- Born: February 18, 1989 Iraq
- Died: November 2, 2009 (aged 20) Phoenix, Arizona, U.S.
- Cause of death: Struck by motor vehicle
- Education: Glendale Community College, Dysart High School
- Occupations: Student, various part-time jobs

= Murder of Noor Almaleki =

Iraqi-American victim of honor killing (1989–2009)

Noor Faleh Almaleki (نور فالح المالكي; c. 1989 – November 2, 2009) was an Iraqi American woman who was murdered by her father in an honor killing.

==Background==
Noor's family left Iraq when she was four years old, immigrating to Glendale, Arizona in the mid-1990s, and later moving to the Paradise Views subdivision of Phoenix. Noor's father, Faleh Hassan Almaleki, originated from Basra, Iraq and later became a US citizen, while Noor graduated from Dysart High School in El Mirage. Before her death, she was attending Glendale Community College.

Growing up, Noor was expected to cook, clean, and help to take care of her six younger siblings or else she would be beaten, according to one account. Noor considered herself Muslim and was fluent in Arabic, but had begun to assimilate into American culture, shifting her attire and social habits. Faleh strongly disapproved of this assimilation, particularly objecting to her socializing with men.

In 2008, Noor was taken to Iraq after having a marriage to an older cousin arranged for her by her father, but upon returning to Arizona she began dating someone of her own choosing. Abigail Pesta, the editor-at-large of Marie Claire, wrote, "It's unclear whether a wedding actually took place."

In an attempt to distance herself from the physical abuse she received at home, Noor began to move in and out of the family home, living with different friends while being hunted down by her parents.
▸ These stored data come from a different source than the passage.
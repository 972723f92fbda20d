use crate::app_state_mut::AppStateMut;
use crate::app_state_mut::Formatter;
use dioxus::prelude::*;

pub fn use_formatter() -> Formatter {
    use_context::<AppStateMut>().formatter()
}
use dioxus::prelude::*;

fn main() {
    #[cfg(target_arch = "wasm32")]
    console_error_panic_hook::set_once();

    dioxus_logger::init(dioxus_logger::tracing::Level::INFO).expect("failed to init logger");
    dioxus::launch(App);
}

#[component]
fn App() -> Element {
    ui::App()
}
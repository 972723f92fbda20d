use super::locale::Locale;
use serde::Deserialize;
use serde::Serialize;
use std::env;
use std::str::FromStr;

/// Represents all user prefs. Intended for saving to a file, editing in a settings dialog, etc.
#[derive(Clone, Copy, PartialEq, Debug, Serialize, Deserialize)]
pub struct UserPrefs {
    locale: Locale,
    show_fiat: bool,
}

impl UserPrefs {
    pub fn new(locale: Locale, show_fiat: bool) -> Self {
        Self { locale, show_fiat }
    }

    /// Builds prefs from environment variables, falling back to in-code defaults.
    ///
    /// # Environment Variables
    /// - `WALLET_LOCALE`: "en" or "es".
    /// - `WALLET_SHOW_FIAT`: "true"/"1" to show fiat equivalents under amounts.
    pub fn from_env() -> Self {
        Self::from_lookup(|key| env::var(key).ok())
    }

    fn from_lookup(lookup: impl Fn(&str) -> Option<String>) -> Self {
        let locale = lookup("WALLET_LOCALE")
            .and_then(|s| Locale::from_str(&s).ok())
            .unwrap_or_default();

        let show_fiat = lookup("WALLET_SHOW_FIAT")
            .map(|val| val.eq_ignore_ascii_case("true") || val == "1")
            .unwrap_or(true);

        Self { locale, show_fiat }
    }

    pub fn locale(&self) -> Locale {
        self.locale
    }

    pub fn show_fiat(&self) -> bool {
        self.show_fiat
    }

    pub fn set_locale(&mut self, locale: Locale) {
        self.locale = locale;
    }

    pub fn set_show_fiat(&mut self, show_fiat: bool) {
        self.show_fiat = show_fiat;
    }
}

impl Default for UserPrefs {
    fn default() -> Self {
        Self::from_env()
    }
}

#[cfg(test)]
mod tests {
    use super::*;
    use std::collections::HashMap;

    fn prefs_from(vars: &[(&str, &str)]) -> UserPrefs {
        let map: HashMap<String, String> = vars
            .iter()
            .map(|(k, v)| (k.to_string(), v.to_string()))
            .collect();
        UserPrefs::from_lookup(|key| map.get(key).cloned())
    }

    #[test]
    fn test_defaults_when_unset() {
        let prefs = prefs_from(&[]);
        assert_eq!(prefs.locale(), Locale::En);
        assert!(prefs.show_fiat());
    }

    #[test]
    fn test_reads_all_variables() {
        let prefs = prefs_from(&[
            ("WALLET_LOCALE", "ES"),
            ("WALLET_SHOW_FIAT", "false"),
        ]);
        assert_eq!(prefs.locale(), Locale::Es);
        assert!(!prefs.show_fiat());
    }

    #[test]
    fn test_invalid_locale_falls_back() {
        let prefs = prefs_from(&[("WALLET_LOCALE", "klingon")]);
        assert_eq!(prefs.locale(), Locale::En);
    }

    #[test]
    fn test_setters() {
        let mut prefs = UserPrefs::new(Locale::En, true);
        prefs.set_locale(Locale::Es);
        prefs.set_show_fiat(false);
        assert_eq!(prefs, UserPrefs::new(Locale::Es, false));
    }

    #[test]
    fn test_show_fiat_accepts_one() {
        assert!(prefs_from(&[("WALLET_SHOW_FIAT", "1")]).show_fiat());
        assert!(!prefs_from(&[("WALLET_SHOW_FIAT", "0")]).show_fiat());
    }
}
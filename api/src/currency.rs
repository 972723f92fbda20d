//! Currencies that a wallet amount can be displayed in.

use std::fmt;
use std::str::FromStr;

use serde::Deserialize;
use serde::Serialize;
use thiserror::Error;

/// The code used by wallet backends for bitcoin-denominated display amounts.
pub const BTC_CODE: &str = "BTC";

#[derive(Error, Debug, PartialEq, Eq)]
#[error("unknown currency code: {0}")]
pub struct UnknownCurrency(pub String);

/// A fiat currency the wallet knows how to format.
#[derive(
    Debug,
    PartialEq,
    Eq,
    Hash,
    Clone,
    Copy,
    Serialize,
    Deserialize,
    Default,
    strum::EnumIter,
    strum::EnumString,
    strum::IntoStaticStr,
)]
#[strum(ascii_case_insensitive)]
#[allow(clippy::upper_case_acronyms)]
pub enum FiatCurrency {
    AUD,
    BRL,
    CAD,
    CHF,
    CNY,
    EUR,
    GBP,
    INR,
    JPY,
    KRW,
    KWD,
    MXN,
    #[default]
    USD,
    ZAR,
}

impl FiatCurrency {
    /// Number of minor-unit digits. JPY and KRW have none, KWD has three.
    pub fn decimals(&self) -> u8 {
        match self {
            Self::JPY | Self::KRW => 0,
            Self::KWD => 3,
            _ => 2,
        }
    }

    pub fn symbol(&self) -> &'static str {
        match self {
            Self::AUD => "A$",
            Self::BRL => "R$",
            Self::CAD => "CA$",
            Self::CHF => "CHF",
            Self::CNY => "CN¥",
            Self::EUR => "€",
            Self::GBP => "£",
            Self::INR => "₹",
            Self::JPY => "¥",
            Self::KRW => "₩",
            Self::KWD => "KD",
            Self::MXN => "MX$",
            Self::USD => "$",
            Self::ZAR => "R",
        }
    }

    /// ISO 4217 code, e.g. "USD".
    pub fn code(&self) -> &'static str {
        self.into()
    }
}

/// The currency half of a transaction's `displayAmount` pair.
///
/// Wallet backends send either `"BTC"` (the amount is then in sats) or a fiat
/// ISO code.
#[derive(Debug, Clone, Copy, PartialEq, Eq, Hash, Serialize, Deserialize)]
#[serde(try_from = "String", into = "String")]
pub enum DisplayCurrency {
    Btc,
    Fiat(FiatCurrency),
}

impl DisplayCurrency {
    pub fn code(&self) -> &'static str {
        match self {
            Self::Btc => BTC_CODE,
            Self::Fiat(fiat) => fiat.code(),
        }
    }
}

impl fmt::Display for DisplayCurrency {
    fn fmt(&self, f: &mut fmt::Formatter<'_>) -> fmt::Result {
        f.write_str(self.code())
    }
}

impl FromStr for DisplayCurrency {
    type Err = UnknownCurrency;

    fn from_str(s: &str) -> Result<Self, Self::Err> {
        if s.eq_ignore_ascii_case(BTC_CODE) {
            return Ok(Self::Btc);
        }
        FiatCurrency::from_str(s)
            .map(Self::Fiat)
            .map_err(|_| UnknownCurrency(s.to_string()))
    }
}

impl TryFrom<String> for DisplayCurrency {
    type Error = UnknownCurrency;

    fn try_from(value: String) -> Result<Self, Self::Error> {
        value.parse()
    }
}

impl From<DisplayCurrency> for String {
    fn from(value: DisplayCurrency) -> Self {
        value.code().to_string()
    }
}

#[cfg(test)]
mod tests {
    use super::*;

    #[test]
    fn test_display_currency_parses_btc_case_insensitive() {
        assert_eq!("BTC".parse::<DisplayCurrency>(), Ok(DisplayCurrency::Btc));
        assert_eq!("btc".parse::<DisplayCurrency>(), Ok(DisplayCurrency::Btc));
    }

    #[test]
    fn test_display_currency_parses_fiat() {
        assert_eq!(
            "eur".parse::<DisplayCurrency>(),
            Ok(DisplayCurrency::Fiat(FiatCurrency::EUR))
        );
    }

    #[test]
    fn test_display_currency_rejects_unknown_code() {
        assert_eq!(
            "XYZ".parse::<DisplayCurrency>(),
            Err(UnknownCurrency("XYZ".to_string()))
        );
    }

    #[test]
    fn test_display_currency_serde_uses_code() {
        let json = serde_json::to_string(&DisplayCurrency::Fiat(FiatCurrency::JPY)).unwrap();
        assert_eq!(json, "\"JPY\"");
        let back: DisplayCurrency = serde_json::from_str("\"BTC\"").unwrap();
        assert_eq!(back, DisplayCurrency::Btc);
    }

    #[test]
    fn test_fiat_decimals() {
        assert_eq!(FiatCurrency::USD.decimals(), 2);
        assert_eq!(FiatCurrency::JPY.decimals(), 0);
        assert_eq!(FiatCurrency::KWD.decimals(), 3);
    }
}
In the spring of 2009, Noor moved into her own apartment, but lost income when her family members turned up at her places of employment, forcing her to move back into her family's house. In June 2009, she moved into another Iraqi American household, with whom her family had strained relations. She began dating Marwan Alebadi, the son of the family, which upset her relatives.

==Crime and arrest==
On October 20, 2009, Noor was interpreting for her boyfriend's mother, Amal Edan Khalaf, at an office of the Arizona Department of Economic Security in Peoria. After Noor and Amal left the office, Faleh struck them both with his vehicle. This left Noor with a brain bleed, partial paralysis, and several other injuries, consequently slipping into a coma. The collision also fractured Amal's pelvis, though she survived. Faleh promptly fled the scene.

According to police records, Noor's family had attempted to assist Faleh in fleeing the country. Faleh drove to Mexico, abandoned his car in the city of Nogales, and boarded a flight to London from Mexico City. He was caught by the UK Border Agency on October 29, and did not grant him entry, being subsequently arrested following British deportation to the United States.
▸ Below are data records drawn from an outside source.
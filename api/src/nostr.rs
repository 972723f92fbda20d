//! Nostr key encoding used to show zap senders.

use bech32::Bech32;
use bech32::Hrp;
use thiserror::Error;

const NPUB_HRP: Hrp = Hrp::parse_unchecked("npub");

#[derive(Error, Debug)]
pub enum NpubError {
    #[error("pubkey is not valid hex: {0}")]
    Hex(#[from] hex::FromHexError),
    #[error("pubkey must be 32 bytes, got {0}")]
    Length(usize),
    #[error(transparent)]
    Encode(#[from] bech32::EncodeError),
}

/// Encodes a hex x-only public key as a NIP-19 `npub` string.
pub fn npub_encode(pubkey_hex: &str) -> Result<String, NpubError> {
    let bytes = hex::decode(pubkey_hex)?;
    if bytes.len() != 32 {
        return Err(NpubError::Length(bytes.len()));
    }
    Ok(bech32::encode::<Bech32>(NPUB_HRP, &bytes)?)
}

/// Like [`npub_encode`] but swallows malformed keys, which transaction
/// metadata from third parties can contain.
pub fn safe_npub_encode(pubkey_hex: &str) -> Option<String> {
    match npub_encode(pubkey_hex) {
        Ok(npub) => Some(npub),
        Err(e) => {
            dioxus_logger::tracing::debug!("skipping pubkey {pubkey_hex}: {e}");
            None
        }
    }
}
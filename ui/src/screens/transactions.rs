//=============================================================================
// File: src/screens/transactions.rs
//=============================================================================
use crate::compat;
use crate::components::pico::Card;
use crate::components::transactions_table::TransactionsTable;
use crate::hooks::use_translation::use_translation;
use dioxus::prelude::*;
use std::time::Duration;

const REFRESH_INTERVAL: Duration = Duration::from_secs(30);

#[allow(non_snake_case)]
#[component]
pub fn TransactionsScreen() -> Element {
    let t = use_translation("screens", "transactions");
    let mut transactions = use_resource(move || async move { api::transactions().await });

    use_coroutine(move |_rx: UnboundedReceiver<()>| {
        let mut res = transactions;
        async move {
            loop {
                compat::sleep(REFRESH_INTERVAL).await;
                res.restart();
            }
        }
    });

    let title = t.t("title");

    rsx! {
        match &*transactions.read() {
            None => rsx! {
                Card {
                    h3 { "{title}" }
                    TransactionsTable { loading: true }
                }
            },
            Some(Err(e)) => {
                dioxus_logger::tracing::warn!("failed to load transactions: {e}");
                let error = t.t("error");
                let retry = t.t("retry");
                rsx! {
                    Card {
                        h3 { "{title}" }
                        p { "{error}: {e}" }
                        button { onclick: move |_| transactions.restart(), "{retry}" }
                    }
                }
            }
            Some(Ok(list)) => rsx! {
                Card {
                    h3 { "{title}" }
                    TransactionsTable { transactions: list.clone() }
                }
            },
        }
    }
}
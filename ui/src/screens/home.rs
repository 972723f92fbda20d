use crate::components::link_button::LinkButton;
use crate::components::pico::Grid;
use crate::hooks::use_translation::use_translation;
use crate::Route;
use dioxus::prelude::*;

const TRANSACTIONS_LOGO: Asset = asset!("/assets/transactions.svg");
const SETTINGS_LOGO: Asset = asset!("/assets/settings.svg");

#[allow(non_snake_case)]
#[component]
pub fn HomeScreen() -> Element {
    let t = use_translation("screens", "home");

    rsx! {
        Grid {
            LinkButton {
                to: Route::TransactionsScreen {}.to_string(),
                title: t.t("transactions"),
                description: t.t("transactions_description"),
                logo: TRANSACTIONS_LOGO.to_string(),
            }
            LinkButton {
                to: Route::SettingsScreen {}.to_string(),
                title: t.t("settings"),
                description: t.t("settings_description"),
                logo: SETTINGS_LOGO.to_string(),
            }
        }
    }
}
In the days following the incident, Noor underwent spinal surgery, where she was operated upon under police protection. After speaking with Noor's family, authorities decided not to reveal her location, fearing for her safety. A urinary tract infection caused by the incident would eventually spread to Noor’s heart. Maricopa County medical examiner Dr. Kevin Horn stated that this infection, not direct injuries from the collision, was her ultimate cause of death. On November 2 she was pronounced brain dead, and at the request of her family, her life support was disconnected.
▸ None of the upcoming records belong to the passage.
//! Payment records as delivered by the wallet backend, plus the rules that
//! turn one into the text a history row shows.

use serde::Deserialize;
use serde::Deserializer;
use serde::Serialize;

use crate::currency::DisplayCurrency;
use crate::nostr::safe_npub_encode;

/// Number of npub characters kept when naming a zap sender.
const NPUB_PREFIX_LEN: usize = 12;

/// Direction marker. Markers other than `sent`/`received` are kept as `Other`
/// rather than rejecting the record.
#[derive(Clone, Copy, PartialEq, Eq, Debug, Serialize, Deserialize, strum::EnumIs)]
#[serde(rename_all = "lowercase")]
pub enum TransactionType {
    Sent,
    Received,
    #[serde(other)]
    Other,
}

/// Lifecycle state. Unlisted states (e.g. `expired`) become `Other`.
#[derive(Clone, Copy, PartialEq, Eq, Debug, Serialize, Deserialize, strum::EnumIs)]
#[serde(rename_all = "lowercase")]
pub enum TransactionState {
    Settled,
    Pending,
    Failed,
    #[serde(other)]
    Other,
}

/// An empty `type` string carries no marker, same as a missing one.
fn deserialize_tx_type<'de, D>(deserializer: D) -> Result<Option<TransactionType>, D::Error>
where
    D: Deserializer<'de>,
{
    let raw: Option<String> = Option::deserialize(deserializer)?;
    Ok(raw.filter(|s| !s.is_empty()).map(|s| match s.as_str() {
        "sent" => TransactionType::Sent,
        "received" => TransactionType::Received,
        _ => TransactionType::Other,
    }))
}

#[derive(Clone, PartialEq, Eq, Debug, Default, Serialize, Deserialize)]
pub struct PayerData {
    #[serde(default)]
    pub name: Option<String>,
}

#[derive(Clone, PartialEq, Eq, Debug, Default, Serialize, Deserialize)]
pub struct NostrData {
    #[serde(default)]
    pub pubkey: Option<String>,
}

#[derive(Clone, PartialEq, Eq, Debug, Default, Serialize, Deserialize)]
pub struct RecipientData {
    #[serde(default)]
    pub identifier: Option<String>,
}

/// NIP-47 transaction metadata. Every part is optional and unknown keys are
/// ignored.
#[derive(Clone, PartialEq, Eq, Debug, Default, Serialize, Deserialize)]
pub struct TransactionMetadata {
    #[serde(default)]
    pub payer_data: Option<PayerData>,
    #[serde(default)]
    pub nostr: Option<NostrData>,
    #[serde(default)]
    pub recipient_data: Option<RecipientData>,
    #[serde(default)]
    pub comment: Option<String>,
}

/// A single payment in the wallet history.
#[derive(Clone, PartialEq, Debug, Serialize, Deserialize)]
#[serde(rename_all = "camelCase")]
pub struct Transaction {
    pub id: String,
    #[serde(default, rename = "type", deserialize_with = "deserialize_tx_type")]
    pub tx_type: Option<TransactionType>,
    #[serde(default)]
    pub state: Option<TransactionState>,
    #[serde(default)]
    pub description: Option<String>,
    #[serde(default)]
    pub metadata: Option<TransactionMetadata>,
    #[serde(default)]
    pub time_ago: Option<String>,
    /// Unix time in milliseconds.
    #[serde(default)]
    pub timestamp: Option<i64>,
    pub total_amount: i64,
    #[serde(default)]
    pub display_amount: Option<(f64, DisplayCurrency)>,
    #[serde(default)]
    pub total_amount_fiat: Option<String>,
    #[serde(default)]
    pub payment_hash: Option<String>,
    #[serde(default)]
    pub preimage: Option<String>,
}

#[derive(Clone, Copy, PartialEq, Eq, Debug, strum::EnumIs)]
pub enum Direction {
    Incoming,
    Outgoing,
}

/// The translation key naming what happened to a payment.
#[derive(Clone, Copy, PartialEq, Eq, Debug)]
pub enum TransactionLabel {
    Received,
    Sent,
    Sending,
    Failed,
}

impl TransactionLabel {
    pub fn key(&self) -> &'static str {
        match self {
            Self::Received => "received",
            Self::Sent => "sent",
            Self::Sending => "sending",
            Self::Failed => "failed",
        }
    }
}

/// Which of the four row treatments (icon and colour) applies.
#[derive(Clone, Copy, PartialEq, Eq, Debug)]
pub enum Treatment {
    Incoming,
    OutgoingSettled,
    OutgoingPending,
    OutgoingFailed,
}

fn non_empty(s: &Option<String>) -> Option<&str> {
    s.as_deref().filter(|s| !s.is_empty())
}

impl Transaction {
    /// A `sent` marker, or no marker at all, makes a payment outgoing. Any
    /// other marker is incoming.
    pub fn direction(&self) -> Direction {
        match self.tx_type {
            None | Some(TransactionType::Sent) => Direction::Outgoing,
            Some(TransactionType::Received | TransactionType::Other) => Direction::Incoming,
        }
    }

    pub fn is_pending(&self) -> bool {
        self.state.is_some_and(|s| s.is_pending())
    }

    pub fn is_failed(&self) -> bool {
        self.state.is_some_and(|s| s.is_failed())
    }

    pub fn label(&self) -> TransactionLabel {
        match (self.direction(), self.state) {
            (Direction::Incoming, _) => TransactionLabel::Received,
            (Direction::Outgoing, Some(TransactionState::Pending)) => TransactionLabel::Sending,
            (Direction::Outgoing, Some(TransactionState::Failed)) => TransactionLabel::Failed,
            (Direction::Outgoing, _) => TransactionLabel::Sent,
        }
    }

    pub fn treatment(&self) -> Treatment {
        match (self.direction(), self.state) {
            (Direction::Incoming, _) => Treatment::Incoming,
            (Direction::Outgoing, Some(TransactionState::Pending)) => Treatment::OutgoingPending,
            (Direction::Outgoing, Some(TransactionState::Failed)) => Treatment::OutgoingFailed,
            (Direction::Outgoing, _) => Treatment::OutgoingSettled,
        }
    }

    pub fn payer_name(&self) -> Option<&str> {
        self.metadata
            .as_ref()?
            .payer_data
            .as_ref()
            .and_then(|p| non_empty(&p.name))
    }

    pub fn nostr_pubkey(&self) -> Option<&str> {
        self.metadata
            .as_ref()?
            .nostr
            .as_ref()
            .and_then(|n| non_empty(&n.pubkey))
    }

    pub fn recipient_identifier(&self) -> Option<&str> {
        self.metadata
            .as_ref()?
            .recipient_data
            .as_ref()
            .and_then(|r| non_empty(&r.identifier))
    }

    pub fn comment(&self) -> Option<&str> {
        self.metadata.as_ref().and_then(|m| non_empty(&m.comment))
    }

    /// Who paid: the payer's name, or a shortened npub for zaps.
    pub fn from_text(&self) -> Option<String> {
        if let Some(name) = self.payer_name() {
            return Some(format!("from {name}"));
        }
        let npub = self.nostr_pubkey().and_then(safe_npub_encode)?;
        let short: String = npub.chars().take(NPUB_PREFIX_LEN).collect();
        Some(format!("zap from {short}..."))
    }

    /// Who was paid, if the backend recorded a recipient identifier.
    pub fn to_text(&self) -> Option<String> {
        let identifier = self.recipient_identifier()?;
        let prefix = if self.is_failed() { "payment " } else { "" };
        Some(format!("{prefix}to {identifier}"))
    }

    /// The secondary line: the description, else the payer's comment.
    pub fn memo(&self) -> Option<&str> {
        non_empty(&self.description).or_else(|| self.comment())
    }

    pub fn sign(&self) -> char {
        match self.direction() {
            Direction::Outgoing => '-',
            Direction::Incoming => '+',
        }
    }

    pub fn fiat_equivalent(&self) -> Option<&str> {
        non_empty(&self.total_amount_fiat)
    }
}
== Criminal penalty and aftermath ==
The trial began on January 24, 2011. At the trial, Faleh's lawyers stated that he did not intend to kill the two women with his vehicle and was therefore guilty of second-degree murder. Prosecutors attempted to get a first-degree murder conviction, but did not seek capital punishment against Faleh. On February 22, 2011 Faleh was convicted of second-degree murder, as the jury did not find that the act was premeditated.

On April 15, 2011, Faleh was sentenced to 34.5 years in prison to be served consecutively on multiple counts: one count of second-degree murder, one of aggravated assault, and two of leaving the scene of an accident. He was incarcerated for 13 years before dying on November 10, 2024, at the age of 63.

Soon after the incident, friends of Noor's established a Facebook group in her honor; by 2010 it had garnered around 4,000 members, though the page has since been deleted.

On the night of September 1, 2012, 48 Hours Mystery aired an episode about the incident.